Bab 44

49 6 1
                                    

Beri Penghargaan Kepada Penerjemah dengan klik tanda ⭐ Sebelum Membaca! Terimakasih.

“…Sepotong besi lagi…?”

Saat aku melihat hadiah yang terbuka, aku memasang ekspresi bingung.

Yang diberikan Sian kepadaku hanyalah sebongkah besi kecil.

'Kalau dipikir-pikir, dia bilang dia akan memberiku satu setiap kali kita bertemu.'

“Apakah anda kecewa?”

“Ti....Tidak. Ini hadiah pertama yang kamu berikan padaku, jadi aku tidak bisa…”

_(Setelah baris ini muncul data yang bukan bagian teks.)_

//! Persisted prediction rows
//!
//! The engine only reads these tables; rows are written by the model process.

use crate::domain::{FinancialProjection, PredictionWindow, RiskTier};
use crate::Result;
use serde::Serialize;
use sqlx::SqlitePool;

/// One risk prediction for one (patient, window)
#[derive(Debug, Clone, PartialEq, Serialize)]
#[serde(rename_all = "camelCase")]
pub struct Prediction {
    pub patient_id: i64,
    pub window: PredictionWindow,
    pub risk_score: f64,
    pub risk_tier: RiskTier,
    pub tier_label: String,
    pub model_name: String,
    pub model_version: String,
}

#[derive(Debug, sqlx::FromRow)]
struct PredictionRow {
    patient_id: i64,
    prediction_window: String,
    risk_score: f64,
    risk_tier: i64,
    tier_label: String,
    model_name: String,
    model_version: String,
}

impl TryFrom<PredictionRow> for Prediction {
    type Error = crate::Error;

    fn try_from(row: PredictionRow) -> Result<Self> {
        Ok(Prediction {
            patient_id: row.patient_id,
            window: row.prediction_window.parse()?,
            risk_score: row.risk_score,
            risk_tier: RiskTier::try_from(row.risk_tier)?,
            tier_label: row.tier_label,
            model_name: row.model_name,
            model_version: row.model_version,
        })
    }
}

#[derive(Debug, sqlx::FromRow)]
struct ProjectionRow {
    patient_id: i64,
    prediction_window: String,
    risk_tier: i64,
    window_cost: f64,
    intervention_cost: f64,
    success_rate: f64,
    expected_savings: f64,
}

impl TryFrom<ProjectionRow> for FinancialProjection {
    type Error = crate::Error;

    /// Derived fields are recomputed so the net benefit and ROI invariants
    /// hold for every projection handed out, whatever the writer stored.
    fn try_from(row: ProjectionRow) -> Result<Self> {
        Ok(FinancialProjection::new(
            row.patient_id,
            row.prediction_window.parse()?,
            RiskTier::try_from(row.risk_tier)?,
            row.window_cost,
            row.intervention_cost,
            row.success_rate,
            row.expected_savings,
        ))
    }
}

/// Active predictions for a patient, ordered 30 → 60 → 90
pub async fn load_active_predictions(pool: &SqlitePool, patient_id: i64) -> Result<Vec<Prediction>> {
    let rows = sqlx::query_as::<_, PredictionRow>(
        r#"
        SELECT patient_id, prediction_window, risk_score, risk_tier,
               tier_label, model_name, model_version
        FROM predictions
        WHERE patient_id = ?
          AND is_active = 1
        ORDER BY prediction_window ASC, prediction_id DESC
        "#,
    )
    .bind(patient_id)
    .fetch_all(pool)
    .await?;

    rows.into_iter().map(Prediction::try_from).collect()
}

/// Financial projections attached to a patient's active predictions
pub async fn load_active_projections(
    pool: &SqlitePool,
    patient_id: i64,
) -> Result<Vec<FinancialProjection>> {
    let rows = sqlx::query_as::<_, ProjectionRow>(
        r#"
        SELECT fp.patient_id, fp.prediction_window, fp.risk_tier, fp.window_cost,
               fp.intervention_cost, fp.success_rate, fp.expected_savings
        FROM financial_projections fp
        INNER JOIN predictions pred ON fp.prediction_id = pred.prediction_id
        WHERE fp.patient_id = ?
          AND pred.is_active = 1
        ORDER BY fp.prediction_window ASC, fp.projection_id DESC
        "#,
    )
    .bind(patient_id)
    .fetch_all(pool)
    .await?;

    rows.into_iter().map(FinancialProjection::try_from).collect()
}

Aku tidak dapat berbicara.

Merasa bahwa aku telah gagal dalam mengatur ekspresiku, aku memutuskan untuk jujur.

“Mm.”

“Tidak bisakah anda mengetahui jika anda menggabungkan keduanya?”

“Mm.”

“Saya pikir anda perlu belajar.”

…Apakah aku sedang dituding?

“Ngomong-ngomong, apakah anda selalu memiliki pendamping setiap kali anda pindah?”

“Karena aku seorang putri.”

Aku perlu belajar, katanya. Tapi umurku masih 5 tahun?

Aku menjadi kesal tanpa alasan, jadi aku hanya menatap potongan besi yang jelek itu.

Melihatku seperti itu, Sian yang tertawa seolah sedang bersenang - senang, mengubah topik.

“Apakah penjaganya cukup kuat? Melihat jumlah orangnya, saya pikir Anda perlu sedikit memperkuatnya.”

“Mereka dari Vallois.”

“Tapi lebih baik aman. Lain kali, tambahkan tiga pengawal.”

Diam.

Dia melihat sekeliling seolah mencari nasihat, lalu menghela nafas.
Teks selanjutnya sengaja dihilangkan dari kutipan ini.